#### DATA
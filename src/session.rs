//! Conversation state: ordered history, the one-in-flight send gate, and
//! diagnostic rendering for failed turns.

use crate::config::Config;
use crate::provider::{self, ChatClient, ChatMessage, StreamEvent};
use tokio::sync::mpsc;

/// What happened to a [`Conversation::send`] call.
#[derive(Debug, Clone, Copy, PartialEq, Eq)]
pub enum SendOutcome {
    /// Assistant turn streamed and recorded.
    Completed,
    /// The request failed; a diagnostic turn was recorded instead.
    Failed,
    /// Input was empty after trimming, or a send was already in flight.
    Ignored,
}

/// One ongoing conversation.
///
/// The system prompt is synthesized into each request and never stored in
/// the history; the canned greeting seeds the history as a plain assistant
/// turn, exactly like any later reply.
pub struct Conversation {
    client: ChatClient,
    system_prompt: String,
    history: Vec<ChatMessage>,
    sending: bool,
}

impl Conversation {
    pub fn new(client: ChatClient, config: &Config) -> Self {
        let mut history = Vec::new();
        if !config.greeting.is_empty() {
            history.push(ChatMessage::assistant(config.greeting.clone()));
        }

        Self {
            client,
            system_prompt: config.system_prompt.clone(),
            history,
            sending: false,
        }
    }

    /// Full ordered history, including greeting and diagnostic turns.
    pub fn messages(&self) -> &[ChatMessage] {
        &self.history
    }

    /// Whether a send is currently in flight.
    pub fn is_sending(&self) -> bool {
        self.sending
    }

    /// Send one user turn and stream the reply into `tx`.
    ///
    /// Blank input is ignored, as is any call made while a previous send is
    /// still streaming (no queuing, no cancellation). Errors are terminal
    /// for the turn: the history gets a `⚠️`-prefixed diagnostic in place
    /// of the assistant's reply, and prior turns stay untouched.
    pub async fn send(
        &mut self,
        input: &str,
        tx: &mpsc::Sender<StreamEvent>,
    ) -> SendOutcome {
        let Some(text) = accept_input(input, self.sending) else {
            return SendOutcome::Ignored;
        };

        self.sending = true;
        self.history.push(ChatMessage::user(text));

        let result = self
            .client
            .stream(&self.system_prompt, &self.history, tx)
            .await;
        self.sending = false;

        self.record_outcome(result)
    }

    fn record_outcome(&mut self, result: Result<String, provider::Error>) -> SendOutcome {
        match result {
            Ok(text) => {
                self.history.push(ChatMessage::assistant(text));
                SendOutcome::Completed
            }
            Err(e) => {
                tracing::warn!(error = %e, "chat request failed");
                self.history.push(ChatMessage::assistant(diagnostic(&e)));
                SendOutcome::Failed
            }
        }
    }
}

/// Trim the input and apply the send gate.
fn accept_input(input: &str, sending: bool) -> Option<String> {
    let text = input.trim();
    if text.is_empty() || sending {
        return None;
    }
    Some(text.to_string())
}

/// Render a terminal error as a user-visible diagnostic turn, prefixed so
/// it cannot be mistaken for model output.
fn diagnostic(error: &provider::Error) -> String {
    format!("⚠️ API request failed: {error}")
}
########
[TASK DESCRIPTION]
Each line containing "terminal" belongs in the answer; pick these out of the material and copy them.

[PROBLEM SOLUTION]
    /// still streaming (no queuing, no cancellation). Errors are terminal
/// Render a terminal error as a user-visible diagnostic turn, prefixed so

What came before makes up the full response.